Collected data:
//! Application configuration.
//!
//! The configuration is loaded from
//! `$XDG_CONFIG_HOME/hyprsnap/config.json`.  The top-level schema uses
//! named sections so the file can be extended later without breaking
//! backward compatibility.
//!
//! # Example
//!
//! ```json
//! {
//!   "socket": "/run/user/1000/hyprsnap.sock",
//!   "registry": { "max_tracked": 128 }
//! }
//! ```

use serde::{Deserialize, Serialize};
use std::path::Path;

/// Top-level configuration.
///
/// Every field is optional — a minimal `{}` file is valid and all sections
/// fall back to their compiled-in defaults.
#[derive(Debug, Clone, Default, Serialize, Deserialize)]
pub struct Config {
    /// Override for the command socket path.  Defaults to
    /// `$XDG_RUNTIME_DIR/hyprsnap.sock` when absent.
    #[serde(default)]
    pub socket: Option<String>,

    /// Window registry settings.
    #[serde(default)]
    pub registry: RegistryConfig,
}

/// Settings for the per-window state registry.
#[derive(Debug, Clone, Serialize, Deserialize)]
#[serde(default)]
pub struct RegistryConfig {
    /// Maximum number of windows tracked before least-recently-used records
    /// are evicted.
    pub max_tracked: usize,
}

impl Default for RegistryConfig {
    fn default() -> Self {
        Self { max_tracked: 256 }
    }
}

impl Config {
    /// Load configuration from a JSON file at `path`.
    pub fn load(path: &Path) -> Result<Self, ConfigError> {
        let contents = std::fs::read_to_string(path)
            .map_err(|e| ConfigError(format!("failed to read {}: {}", path.display(), e)))?;
        let config: Self = serde_json::from_str(&contents)
            .map_err(|e| ConfigError(format!("failed to parse {}: {}", path.display(), e)))?;
        Ok(config)
    }
}

/// Error from loading or parsing a configuration file.
#[derive(Debug, thiserror::Error)]
#[error("config error: {0}")]
pub struct ConfigError(String);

Problem requirements:
Each record is to be repeated exactly.

Your response:
//! Application configuration.
//!
//! The configuration is loaded from
//! `$XDG_CONFIG_HOME/hyprsnap/config.json`.  The top-level schema uses
//! named sections so the file can be extended later without breaking
//! backward compatibility.
//!
//! # Example
//!
//! ```json
//! {
//!   "socket": "/run/user/1000/hyprsnap.sock",
//!   "registry": { "max_tracked": 128 }
//! }
//! ```

use serde::{Deserialize, Serialize};
use std::path::Path;

/// Top-level configuration.
///
/// Every field is optional — a minimal `{}` file is valid and all sections
/// fall back to their compiled-in defaults.
#[derive(Debug, Clone, Default, Serialize, Deserialize)]
pub struct Config {
    /// Override for the command socket path.  Defaults to
    /// `$XDG_RUNTIME_DIR/hyprsnap.sock` when absent.
    #[serde(default)]
    pub socket: Option<String>,

    /// Window registry settings.
    #[serde(default)]
    pub registry: RegistryConfig,
}

/// Settings for the per-window state registry.
#[derive(Debug, Clone, Serialize, Deserialize)]
#[serde(default)]
pub struct RegistryConfig {
    /// Maximum number of windows tracked before least-recently-used records
    /// are evicted.
    pub max_tracked: usize,
}

impl Default for RegistryConfig {
    fn default() -> Self {
        Self { max_tracked: 256 }
    }
}

impl Config {
    /// Load configuration from a JSON file at `path`.
    pub fn load(path: &Path) -> Result<Self, ConfigError> {
        let contents = std::fs::read_to_string(path)
            .map_err(|e| ConfigError(format!("failed to read {}: {}", path.display(), e)))?;
        let config: Self = serde_json::from_str(&contents)
            .map_err(|e| ConfigError(format!("failed to parse {}: {}", path.display(), e)))?;
        Ok(config)
    }
}

/// Error from loading or parsing a configuration file.
#[derive(Debug, thiserror::Error)]
#[error("config error: {0}")]
pub struct ConfigError(String);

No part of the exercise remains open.